Jackson LJ said the only conclusion the mother could draw from this and similar statements ‘is that the judge had made up her mind and was sure to make adverse findings that would be damaging to her in the long run’.
When the mother’s counsel tried to present a factual aspect of his client’s case, he was ‘met with derision’, Jackson LJ said. HHJ. Carr also ‘made an entirely gratuitous statement that “I shall probably send my findings, if I make any, to the police and require it goes to the CPS and – see what happens”‘.
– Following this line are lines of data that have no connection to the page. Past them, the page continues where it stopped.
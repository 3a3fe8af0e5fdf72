//! The public index type and its operation handles.

use alloc::vec::Vec;
use core::fmt;

use crate::raw::RawLacedTree;

/// An ordered index keyed by `i64`.
///
/// `LacedTree` is a B+ tree in which every node carries a back-reference to
/// its parent, every level is threaded into a doubly-linked sibling list, and
/// internal nodes cache the smallest key of their subtree next to separator
/// keys that are per-child subtree maxima. Structural maintenance ascends
/// those back-references directly instead of re-walking from the root.
///
/// Values are opaque to the tree: it stores them, hands out references
/// through [`Handle`]s, and drops them on removal, but never inspects them.
/// The intended payloads are pointer-sized.
///
/// Point operations return a [`Handle`] carrying either a reference to the
/// affected value or the end marker; soft failures (missing key on
/// [`find`](LacedTree::find)/[`update`](LacedTree::update)/
/// [`remove`](LacedTree::remove), duplicate key on
/// [`insert`](LacedTree::insert)) are signalled through end handles and
/// `false` returns, never through panics.
///
/// # Examples
///
/// ```
/// use laced_tree::LacedTree;
///
/// let mut index = LacedTree::new();
/// for key in [2, 9, 4, 7] {
///     index.insert(key, key * 100);
/// }
///
/// assert_eq!(index.len(), 4);
/// assert_eq!(index.find(9).value(), Some(&900));
/// assert!(index.find(3).at_end());
///
/// let mut keys = Vec::new();
/// index.collect_keys(&mut keys, true);
/// assert_eq!(keys, [9, 7, 4, 2]);
/// ```
pub struct LacedTree<V> {
    raw: RawLacedTree<V>,
}

/// Handle returned by the point operations of [`LacedTree`].
///
/// A handle is a small value-semantics object: either it references the value
/// a point operation touched, or it is the *end* handle signalling that the
/// operation did not take effect. It is not a cursor: it cannot advance, and
/// it does not survive mutation of the tree (the borrow rules enforce this).
#[derive(Debug)]
pub struct Handle<'a, V> {
    value: Option<&'a V>,
}

// Handles are copyable regardless of the value type; they only hold a
// reference.
impl<V> Clone for Handle<'_, V> {
    fn clone(&self) -> Self {
        *self
    }
}

impl<V> Copy for Handle<'_, V> {}

impl<'a, V> Handle<'a, V> {
    /// Returns true if this is the end handle.
    ///
    /// # Examples
    ///
    /// ```
    /// use laced_tree::LacedTree;
    ///
    /// let mut index = LacedTree::new();
    /// index.insert(1, ());
    /// assert!(!index.find(1).at_end());
    /// assert!(index.find(2).at_end());
    /// ```
    #[must_use]
    pub fn at_end(&self) -> bool {
        self.value.is_none()
    }

    /// Returns the referenced value, or `None` for the end handle.
    #[must_use]
    pub fn value(&self) -> Option<&'a V> {
        self.value
    }
}

impl<V> LacedTree<V> {
    /// Creates an empty index: a single empty leaf as root.
    #[must_use]
    pub fn new() -> Self {
        Self {
            raw: RawLacedTree::new(),
        }
    }

    /// Number of keys in the index.
    #[must_use]
    pub fn len(&self) -> usize {
        self.raw.len()
    }

    /// Returns true if the index holds no keys.
    #[must_use]
    pub fn is_empty(&self) -> bool {
        self.len() == 0
    }

    /// The end handle, as returned by point operations that did not take
    /// effect.
    #[must_use]
    pub fn end(&self) -> Handle<'_, V> {
        Handle { value: None }
    }

    /// Looks up `key`, returning a handle to its value or the end handle.
    ///
    /// # Examples
    ///
    /// ```
    /// use laced_tree::LacedTree;
    ///
    /// let mut index = LacedTree::new();
    /// index.insert(8, "eight");
    /// assert_eq!(index.find(8).value(), Some(&"eight"));
    /// assert!(index.find(9).at_end());
    /// ```
    #[must_use]
    pub fn find(&self, key: i64) -> Handle<'_, V> {
        Handle {
            value: self.raw.get(key),
        }
    }

    /// Overwrites the value for `key` if present. Returns whether a value was
    /// overwritten; an absent key leaves the index untouched.
    pub fn update(&mut self, key: i64, value: V) -> bool {
        self.raw.update(key, value).is_ok()
    }

    /// Inserts `key` if absent, returning a handle to the stored value. A
    /// duplicate key leaves the index untouched, drops the offered value, and
    /// returns the end handle.
    ///
    /// # Examples
    ///
    /// ```
    /// use laced_tree::LacedTree;
    ///
    /// let mut index = LacedTree::new();
    /// assert_eq!(index.insert(3, "first").value(), Some(&"first"));
    /// assert!(index.insert(3, "second").at_end());
    /// assert_eq!(index.find(3).value(), Some(&"first"));
    /// ```
    pub fn insert(&mut self, key: i64, value: V) -> Handle<'_, V> {
        match self.raw.insert(key, value) {
            Ok(position) => Handle {
                value: Some(self.raw.value_at(position)),
            },
            Err(_rejected) => Handle { value: None },
        }
    }

    /// Inserts `key` or overwrites its value, returning a handle to the
    /// stored value. Never returns the end handle.
    pub fn upsert(&mut self, key: i64, value: V) -> Handle<'_, V> {
        let position = self.raw.upsert(key, value);
        Handle {
            value: Some(self.raw.value_at(position)),
        }
    }

    /// Removes `key` and drops its value. Returns whether the key was
    /// present.
    pub fn remove(&mut self, key: i64) -> bool {
        self.raw.remove(key).is_some()
    }

    /// Appends every key to `out`, ascending, or descending when
    /// `backwards`. The buffer is not cleared first.
    ///
    /// # Examples
    ///
    /// ```
    /// use laced_tree::LacedTree;
    ///
    /// let mut index = LacedTree::new();
    /// for key in [5, 1, 3] {
    ///     index.insert(key, ());
    /// }
    /// let mut keys = Vec::new();
    /// index.collect_keys(&mut keys, false);
    /// index.collect_keys(&mut keys, true);
    /// assert_eq!(keys, [1, 3, 5, 5, 3, 1]);
    /// ```
    pub fn collect_keys(&self, out: &mut Vec<i64>, backwards: bool) {
        self.raw.collect_keys(out, backwards);
    }
}

impl<V> Default for LacedTree<V> {
    fn default() -> Self {
        Self::new()
    }
}

impl<V: fmt::Debug> fmt::Debug for LacedTree<V> {
    fn fmt(&self, f: &mut fmt::Formatter<'_>) -> fmt::Result {
        let mut map = f.debug_map();
        self.raw.for_each_entry(|key, value| {
            map.entry(&key, value);
        });
        map.finish()
    }
}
He said: ‘Judges can, and frequently do, indicate a provisional view to the parties. This is entirely proper and may lead to parties changing their positions. Provided they do so freely (even if reluctantly), there is nothing objectionable about this. However, judges must not place unreasonable pressure on a party to change position or appear to have prejudged the matter.’
Jackson LJ said he regretted that ‘what occurred in this case fell well outside the proper exercise of the court’s powers’. HHJ Carr ‘rightly appreciated’ that the urgent application had to be decided that day. Jackson said he would not have criticised her for considering making a short-term holding order, with evidence to justify a longer-term order being taken later. ‘However, this is not what happened,’ he said. ‘The judge was hearing an application issued that day, with the parents arriving at court for the first time, the social worker and the guardian knowing little of the fraught family history, and the mother being represented by inexperienced counsel.’
The judgement states that before the mother’s counsel could tell the judge his instructions were to contest the order, HHJ Carr said: ‘…if it is heard today I shall certainly make findings that your client will be stuck with’. Jackson LJ said the only conclusion the mother could draw from this and similar statements ‘is that the judge had made up her mind and was sure to make adverse findings that would be damaging to her in the long run’.
Jackson LJ ruled that the material before the appeal court ‘amply substantiates the appellant’s case that her consent or non-opposition to the interim care order was not freely given, but was secured by oppressive behaviour on the part of the judge in the form of inappropriate warnings and inducements.’Mr Justice Moor agreed. He urged courts to be ‘very cautious’ before making reference to the significance of conclusions drawn at the interim stage ‘as such comments may appear to the parents to be a form of pressure’.
The ruling is a blow to the integrity of the judge in question here,,HHJ, and raises alarm bells against judges who hastily give rulings that are prejudiced against a defendant, when the judge’s job is to deliver a fair ruling.